The ion current collected by a probe in a magnetized plasma is sensitive to the angle between its surface and the flow streamlines. This intuitive concept is the basis of the Gundestrup probe, a polar array of planar collectors mounted around an insulating housing. Probe theory for measuring flows has been developed on two fronts: Recent kinetics and fluid models, reviewed here, give similar predictions for the collected current within the range of applicability of the model assumptions.
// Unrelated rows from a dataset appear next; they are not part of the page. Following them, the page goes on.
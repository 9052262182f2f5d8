use glam::Vec2;
use image::{DynamicImage, GrayImage, Luma, imageops::FilterType};
use ndarray::prelude::*;
use ort::session::{Session, builder::SessionBuilder};
use ort::value::TensorRef;
use snafu::{OptionExt, ResultExt};
use tracing::*;

use crate::{
    analysis::{
        bbox::Bbox,
        cluster::{dbscan, group_labels},
    },
    consts::*,
    error::*,
    inference::model::{Model, OnnxSession, commit_model, io_names},
    layout::element::WordDetection,
};

use super::model::{DetectorConfig, WordDetector};

/// Geometry needed to map detector output back onto the page.
#[derive(Debug, Clone, Copy)]
pub struct DetExtra {
    pub original_size: Vec2,
    pub resized_size: Vec2,
}

impl DetExtra {
    pub fn new(width: u32, height: u32, scale: f32) -> Self {
        let (new_w, new_h) = resized_dims(width, height, scale);
        Self {
            original_size: Vec2::new(width as f32, height as f32),
            resized_size: Vec2::new(new_w as f32, new_h as f32),
        }
    }

    /// Per-axis factor from detector input pixels to page pixels.
    pub fn to_original(&self) -> Vec2 {
        self.original_size / self.resized_size
    }
}

pub struct DetectorSession<M: Model> {
    session: Session,
    model: M,
    input_name: String,
    output_name: String,
}

impl DetectorSession<WordDetector> {
    pub fn new(session: SessionBuilder, model: WordDetector) -> Result<Self, HtrError> {
        let session = commit_model(session, &model)?;
        let (input_name, output_name) = io_names::<WordDetector>(&session);
        debug!("word detector io: {input_name} -> {output_name}");

        Ok(Self {
            session,
            model,
            input_name,
            output_name,
        })
    }

    pub fn config(&self) -> &DetectorConfig {
        self.model.config()
    }

    pub fn set_config(&mut self, config: DetectorConfig) {
        self.model.set_config(config);
    }

    /// Finds word regions on a page and cuts them out of its grayscale version.
    pub fn detect(&mut self, image: &DynamicImage) -> Result<Vec<WordDetection>, HtrError> {
        let gray = image.to_luma8();
        let extra = DetExtra::new(gray.width(), gray.height(), self.config().scale);

        let boxes = self.run(image, extra)?;
        debug!("detected {} words", boxes.len());

        Ok(boxes
            .into_iter()
            .map(|bbox| WordDetection {
                crop: crop_region(&gray, &bbox),
                bbox,
            })
            .collect())
    }
}

impl OnnxSession<WordDetector> for DetectorSession<WordDetector> {
    type Output = Vec<Bbox>;
    type Extra = DetExtra;

    fn preprocess(
        &self,
        image: &DynamicImage,
    ) -> Result<<WordDetector as Model>::Input, HtrError> {
        Ok(prepare_input(&image.to_luma8(), self.config().scale))
    }

    fn postprocess(
        &self,
        output: <WordDetector as Model>::Output,
        extra: Self::Extra,
    ) -> Result<Self::Output, HtrError> {
        let config = self.config();
        let channels = output.shape()[1];
        if channels < DETECTOR_SEG_CHANNELS + DETECTOR_GEO_CHANNELS {
            return Err(HtrError::OutputShape {
                shape: output.shape().to_vec(),
                stage: "detector-postprocess".to_string(),
            });
        }

        let votes = decode_votes(output.slice(s![0, .., .., ..]), config.seg_threshold);
        let votes = subsample(votes, config.max_votes);
        let words = cluster_votes(&votes, config.cluster_eps, config.cluster_min_samples);
        trace!("{} votes clustered into {} words", votes.len(), words.len());

        Ok(map_to_page(words, &extra, config.margin))
    }

    fn infer(
        &mut self,
        input: <WordDetector as Model>::Input,
    ) -> Result<<WordDetector as Model>::Output, HtrError> {
        let output = self
            .session
            .run(ort::inputs![
                self.input_name.as_str() => TensorRef::from_array_view(&input).context(TensorSnafu{stage: "detector-input"})?
            ])
            .context(InferenceSnafu {})?;

        let tensor = output
            .get(self.output_name.as_str())
            .context(NotFoundOutputSnafu {
                output_name: self.output_name.as_str(),
            })?
            .try_extract_array::<f32>()
            .context(TensorSnafu {
                stage: "detector-extract",
            })?;

        let tensor = match tensor.ndim() {
            3 => tensor.insert_axis(Axis(0)),
            _ => tensor,
        };

        let output_array = tensor
            .into_dimensionality::<Ix4>()
            .context(ShapeSnafu { stage: "detector" })?
            .to_owned();

        Ok(output_array)
    }
}

/// Size of the page after applying the detector scale, at least 1x1.
pub fn resized_dims(width: u32, height: u32, scale: f32) -> (u32, u32) {
    let new_w = ((width as f32 * scale).round() as u32).max(1);
    let new_h = ((height as f32 * scale).round() as u32).max(1);
    (new_w, new_h)
}

fn align_up(value: u32, align: u32) -> u32 {
    value.div_ceil(align) * align
}

/// Resizes by `scale`, pads with white to a multiple of 32 and normalizes
/// to `[-0.5, 0.5]`. Tensor layout is `[1, 1, H, W]`.
pub fn prepare_input(gray: &GrayImage, scale: f32) -> Array4<f32> {
    let (new_w, new_h) = resized_dims(gray.width(), gray.height(), scale);
    let resized = image::imageops::resize(gray, new_w, new_h, FilterType::Triangle);

    let padded_w = align_up(new_w, DETECTOR_INPUT_ALIGN) as usize;
    let padded_h = align_up(new_h, DETECTOR_INPUT_ALIGN) as usize;

    let mut input_tensor = Array4::from_elem(
        [1, 1, padded_h, padded_w],
        PAD_PIXEL as f32 / 255.0 - 0.5,
    );

    for (x, y, pixel) in resized.enumerate_pixels() {
        input_tensor[[0, 0, y as usize, x as usize]] = pixel.0[0] as f32 / 255.0 - 0.5;
    }

    input_tensor
}

/// Turns the detector map `[C, H, W]` into box votes in detector input pixels.
///
/// Channels `0..3` hold segmentation logits (word, word surrounding,
/// background), channels `3..7` the distances to the top, bottom, left and
/// right word edge in map pixels.
pub fn decode_votes(map: ArrayView3<'_, f32>, seg_threshold: f32) -> Vec<Bbox> {
    let (_, height, width) = map.dim();
    let mut votes = Vec::new();

    for y in 0..height {
        for x in 0..width {
            let logits = [map[[0, y, x]], map[[1, y, x]], map[[2, y, x]]];
            let max = logits.iter().copied().fold(f32::NEG_INFINITY, f32::max);
            let exp = logits.map(|v| (v - max).exp());
            let word_prob = exp[0] / exp.iter().sum::<f32>();

            if word_prob <= seg_threshold {
                continue;
            }

            let top = map[[3, y, x]];
            let bottom = map[[4, y, x]];
            let left = map[[5, y, x]];
            let right = map[[6, y, x]];

            let (xf, yf) = (x as f32, y as f32);
            let vote = Bbox::from_xyxy(xf - left, yf - top, xf + right, yf + bottom)
                .scale(DETECTOR_MAP_DOWNSCALE);
            if !vote.is_empty() {
                votes.push(vote);
            }
        }
    }

    votes
}

fn subsample(votes: Vec<Bbox>, max_votes: usize) -> Vec<Bbox> {
    if max_votes == 0 || votes.len() <= max_votes {
        return votes;
    }
    let step = votes.len().div_ceil(max_votes);
    votes.into_iter().step_by(step).collect()
}

/// Merges overlapping votes into word boxes: DBSCAN on `1 - IoU`, then the
/// coordinate-wise median of each cluster. Isolated votes are dropped.
pub fn cluster_votes(votes: &[Bbox], eps: f32, min_samples: usize) -> Vec<Bbox> {
    let labels = dbscan(votes.len(), eps, min_samples, |i, j| {
        1.0 - votes[i].iou(&votes[j])
    });

    group_labels(&labels)
        .into_iter()
        .map(|members| {
            let coord = |f: fn(&Bbox) -> f32| median(members.iter().map(|&idx| f(&votes[idx])));
            Bbox::from_xyxy(
                coord(|b| b.min.x),
                coord(|b| b.min.y),
                coord(|b| b.max.x),
                coord(|b| b.max.y),
            )
        })
        .collect()
}

fn median(values: impl Iterator<Item = f32>) -> f32 {
    let mut values = values.collect::<Vec<_>>();
    if values.is_empty() {
        return 0.0;
    }
    values.sort_by(f32::total_cmp);
    let mid = values.len() / 2;
    if values.len() % 2 == 0 {
        (values[mid - 1] + values[mid]) / 2.0
    } else {
        values[mid]
    }
}

/// Maps word boxes from detector input pixels onto the page: undoes the
/// scale, adds `margin` on every side, clamps to the page and drops boxes
/// left without area.
pub fn map_to_page(words: Vec<Bbox>, extra: &DetExtra, margin: u32) -> Vec<Bbox> {
    let factor = extra.to_original();
    words
        .into_iter()
        .map(|bbox| {
            Bbox::new(bbox.min * factor, bbox.max * factor)
                .enlarge(margin as f32)
                .clamp(Vec2::ZERO, extra.original_size)
        })
        .filter(|bbox| !bbox.is_empty())
        .collect()
}

/// Cuts a box out of the page; boxes without pixels yield a 1x1 white image.
pub fn crop_region(gray: &GrayImage, bbox: &Bbox) -> GrayImage {
    let (x, y, width, height) = bbox.to_pixel_rect();
    let width = width.min(gray.width().saturating_sub(x));
    let height = height.min(gray.height().saturating_sub(y));

    if width == 0 || height == 0 {
        return GrayImage::from_pixel(1, 1, Luma([PAD_PIXEL]));
    }

    image::imageops::crop_imm(gray, x, y, width, height).to_image()
}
A comparison with measurements by a rotating Mach probe in the CASTOR tokamak highlights the role of magnetization in ion collection at grazing angles of incidence between the probe surface and the magnetic field lines.

Additional information

Authors: GUNN J P, DRFC, CEA, Cadarache, Saint-Paul-lez-Durance (FR);DEVYNCK P, DRFC, CEA, Cadarache, Saint-Paul-lez-Durance (FR);BOUCHER C, INRS-Energie et materiaux, Varennes, Quebec (CA);DURAN I ET AL, Institute of Plasma Physics, Praha (CZ);DYABILIN K, Institute for High Energy Densities, Moscow (RU);VAN OOST G, Department of Applied Physics, Ghent University, Gent (BE);VAN GOUBERGEN H, Department of Applied Physics, Ghent University, Gent (BE)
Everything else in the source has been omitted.